[Collected data entries]
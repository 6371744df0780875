use crate::ability::Ability;
use crate::audio::AudioSink;
use crate::kinematics::{Aabb, FLOOR_Y};
use crate::player::{AbilityOutcome, Player, PlayerInput};
use crate::progression::{ProgressEvent, Progression};
use crate::rhythm::{BattleResult, RhythmBattle, LANES};
use macroquad::math::{vec2, Vec2};
use rand::Rng;
use tracing::{debug, info};

pub const BOSS_LEVEL_ID: &str = "final_boss";
pub const BOSS_TRACK: &str = "mercedes";
pub const BOSS_MAX_HEALTH: u32 = 300;
pub const BOSS_SIZE: Vec2 = Vec2::new(100.0, 150.0);
pub const BOSS_CENTER: Vec2 = Vec2::new(1720.0, FLOOR_Y + 75.0);
pub const ARENA_PLAYER_START: Vec2 = Vec2::new(100.0, FLOOR_Y);
pub const RHYTHM_PHASE_INTERVAL: f32 = 20.0;
pub const WAVE_DAMAGE: u32 = 15;
pub const PLAYER_RADIUS: f32 = 32.0;
pub const MELEE_RANGE: f32 = 100.0;
pub const MELEE_DAMAGE: u32 = 10;
pub const ULTIMATE_DAMAGE: u32 = 50;
const WAVE_GROWTH_PER_FRAME: f32 = 1.02;
const WAVE_CULL_X: f32 = -100.0;

#[derive(Debug, Clone, Copy, PartialEq, Eq, PartialOrd, Ord)]
pub enum BossPhase {
    One,
    Two,
    Three,
}

impl BossPhase {
    pub fn from_health(health: u32, max_health: u32) -> Self {
        let fraction = health as f32 / max_health.max(1) as f32;
        if fraction > 0.66 {
            BossPhase::One
        } else if fraction > 0.33 {
            BossPhase::Two
        } else {
            BossPhase::Three
        }
    }

    pub fn attack_interval(self) -> f32 {
        match self {
            BossPhase::One => 3.0,
            BossPhase::Two => 2.0,
            BossPhase::Three => 1.5,
        }
    }
}

#[derive(Debug, Clone, PartialEq)]
pub struct MediaWave {
    pub position: Vec2,
    pub velocity: Vec2,
    pub radius: f32,
    pub life: f32,
}

impl MediaWave {
    fn update(&mut self, dt: f32) {
        self.position += self.velocity * dt;
        self.velocity *= WAVE_GROWTH_PER_FRAME.powf(dt * 60.0);
        self.life -= dt;
    }

    fn is_spent(&self) -> bool {
        self.life <= 0.0 || self.position.x < WAVE_CULL_X
    }

    pub fn touches(&self, point: Vec2, radius: f32) -> bool {
        self.position.distance(point) < self.radius + radius
    }
}

#[derive(Debug, Clone, Copy, PartialEq, Eq)]
pub enum EncounterStatus {
    Ongoing,
    Won,
    /// The player fell; both sides were restored and the fight goes on.
    Retried,
}

#[derive(Debug, Clone)]
pub struct BossTick {
    pub status: EncounterStatus,
    pub rhythm: Option<BattleResult>,
    pub ability: Option<AbilityOutcome>,
    pub player_hits: u32,
}

#[derive(Debug, Clone)]
pub struct BossEncounter {
    pub player: Player,
    pub boss_health: u32,
    platforms: Vec<Aabb>,
    phase: BossPhase,
    attack_timer: f32,
    battle_time: f32,
    rhythm_timer: f32,
    waves: Vec<MediaWave>,
    rhythm: RhythmBattle,
    last_melee_swing: Option<u32>,
    defeated: bool,
}

impl Default for BossEncounter {
    fn default() -> Self {
        Self::new()
    }
}

impl BossEncounter {
    pub fn new() -> Self {
        Self::with_platforms(Vec::new())
    }

    pub fn with_platforms(platforms: Vec<Aabb>) -> Self {
        Self {
            player: Player::new(ARENA_PLAYER_START),
            boss_health: BOSS_MAX_HEALTH,
            platforms,
            phase: BossPhase::One,
            attack_timer: 0.0,
            battle_time: 0.0,
            rhythm_timer: 0.0,
            waves: Vec::new(),
            rhythm: RhythmBattle::new(),
            last_melee_swing: None,
            defeated: false,
        }
    }

    pub fn start(&mut self, audio: &mut dyn AudioSink) {
        audio.play_music(BOSS_TRACK, true);
        info!("boss_encounter_started");
    }

    pub fn phase(&self) -> BossPhase {
        self.phase
    }

    pub fn platforms(&self) -> &[Aabb] {
        &self.platforms
    }

    pub fn waves(&self) -> &[MediaWave] {
        &self.waves
    }

    pub fn rhythm(&self) -> &RhythmBattle {
        &self.rhythm
    }

    pub fn battle_time(&self) -> f32 {
        self.battle_time
    }

    pub fn is_defeated(&self) -> bool {
        self.defeated
    }

    pub fn boss_hitbox(&self) -> Aabb {
        Aabb::at(BOSS_CENTER - BOSS_SIZE / 2.0, BOSS_SIZE)
    }

    pub fn update(
        &mut self,
        dt: f32,
        input: &PlayerInput,
        lanes: [bool; LANES],
        progress: &mut Progression,
        audio: &mut dyn AudioSink,
        rng: &mut impl Rng,
    ) -> BossTick {
        let mut tick = BossTick {
            status: EncounterStatus::Ongoing,
            rhythm: None,
            ability: None,
            player_hits: 0,
        };
        if self.defeated {
            tick.status = EncounterStatus::Won;
            return tick;
        }

        self.battle_time += dt;
        self.attack_timer += dt;
        if !self.rhythm.is_active() {
            self.rhythm_timer += dt;
        }

        tick.ability = self
            .player
            .update(dt, input, &self.platforms, progress, audio);
        if tick.ability == Some(AbilityOutcome::Activated(Ability::UltimateCombo)) {
            self.damage_boss(ULTIMATE_DAMAGE);
        }

        let phase = BossPhase::from_health(self.boss_health, BOSS_MAX_HEALTH);
        if phase != self.phase {
            debug!(from = ?self.phase, to = ?phase, health = self.boss_health, "boss_phase_changed");
            self.phase = phase;
        }

        if self.rhythm_timer >= RHYTHM_PHASE_INTERVAL {
            self.rhythm_timer = 0.0;
            self.rhythm.start(BOSS_TRACK, audio);
        }
        if self.rhythm.is_active() {
            tick.rhythm = self.rhythm.update(dt, lanes, audio, rng);
            if tick.rhythm.is_some() {
                audio.play_music(BOSS_TRACK, true);
            }
        }

        if self.attack_timer >= self.phase.attack_interval() {
            self.attack_timer = 0.0;
            self.launch_pattern(rng);
        }

        for wave in self.waves.iter_mut() {
            wave.update(dt);
        }
        self.waves.retain(|w| !w.is_spent());

        let player_center = self.player.center();
        let before = self.waves.len();
        self.waves.retain(|w| !w.touches(player_center, PLAYER_RADIUS));
        let hits = (before - self.waves.len()) as u32;
        if hits > 0 {
            progress.take_damage(WAVE_DAMAGE * hits);
            audio.play_sound("hurt", 1.0);
            tick.player_hits = hits;
        }

        if self.player.is_attacking()
            && self.last_melee_swing != Some(self.player.swing())
            && player_center.distance(BOSS_CENTER) < MELEE_RANGE
        {
            self.last_melee_swing = Some(self.player.swing());
            self.damage_boss(MELEE_DAMAGE);
        }

        if self.boss_health == 0 {
            self.defeated = true;
            self.waves.clear();
            self.rhythm.cancel(audio);
            audio.stop_music();
            progress.complete_level(BOSS_LEVEL_ID);
            progress.record(ProgressEvent::BossDefeated);
            info!(time = self.battle_time, "boss_defeated");
            tick.status = EncounterStatus::Won;
        } else if progress.health() == 0 {
            self.boss_health = BOSS_MAX_HEALTH;
            self.phase = BossPhase::One;
            self.attack_timer = 0.0;
            self.waves.clear();
            progress.restore_vitals();
            info!("boss_encounter_retry");
            tick.status = EncounterStatus::Retried;
        }

        tick
    }

    /// Drops an open rhythm battle without grading it and puts the boss
    /// track back on. Returns false when no battle was open.
    pub fn cancel_rhythm(&mut self, audio: &mut dyn AudioSink) -> bool {
        if !self.rhythm.is_active() {
            return false;
        }
        self.rhythm.cancel(audio);
        audio.play_music(BOSS_TRACK, true);
        true
    }

    pub fn damage_boss(&mut self, amount: u32) {
        self.boss_health = self.boss_health.saturating_sub(amount);
        debug!(amount, health = self.boss_health, "boss_hit");
    }

    fn launch_pattern(&mut self, rng: &mut impl Rng) {
        let origin = BOSS_CENTER;
        match self.phase {
            BossPhase::One => self.waves.push(MediaWave {
                position: origin,
                velocity: vec2(-200.0, rng.gen_range(-50.0..=50.0)),
                radius: 30.0,
                life: 5.0,
            }),
            BossPhase::Two => {
                for i in 0..3 {
                    self.waves.push(MediaWave {
                        position: origin + vec2(0.0, i as f32 * 50.0),
                        velocity: vec2(-250.0, rng.gen_range(-100.0..=100.0)),
                        radius: 25.0,
                        life: 4.0,
                    });
                }
            }
            BossPhase::Three => {
                for i in 0..5 {
                    let angle = (i as f32 * 72.0).to_radians();
                    self.waves.push(MediaWave {
                        position: origin,
                        velocity: vec2(angle.cos(), angle.sin()) * 180.0,
                        radius: 40.0,
                        life: 6.0,
                    });
                }
            }
        }
    }
}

» Exercise instructions
Look above for the line holding "for wave in", then set down exactly that line and every line after it up to and including the line holding "if hits > 0", with nothing else.

» Response box
        for wave in self.waves.iter_mut() {
            wave.update(dt);
        }
        self.waves.retain(|w| !w.is_spent());

        let player_center = self.player.center();
        let before = self.waves.len();
        self.waves.retain(|w| !w.touches(player_center, PLAYER_RADIUS));
        let hits = (before - self.waves.len()) as u32;
        if hits > 0 {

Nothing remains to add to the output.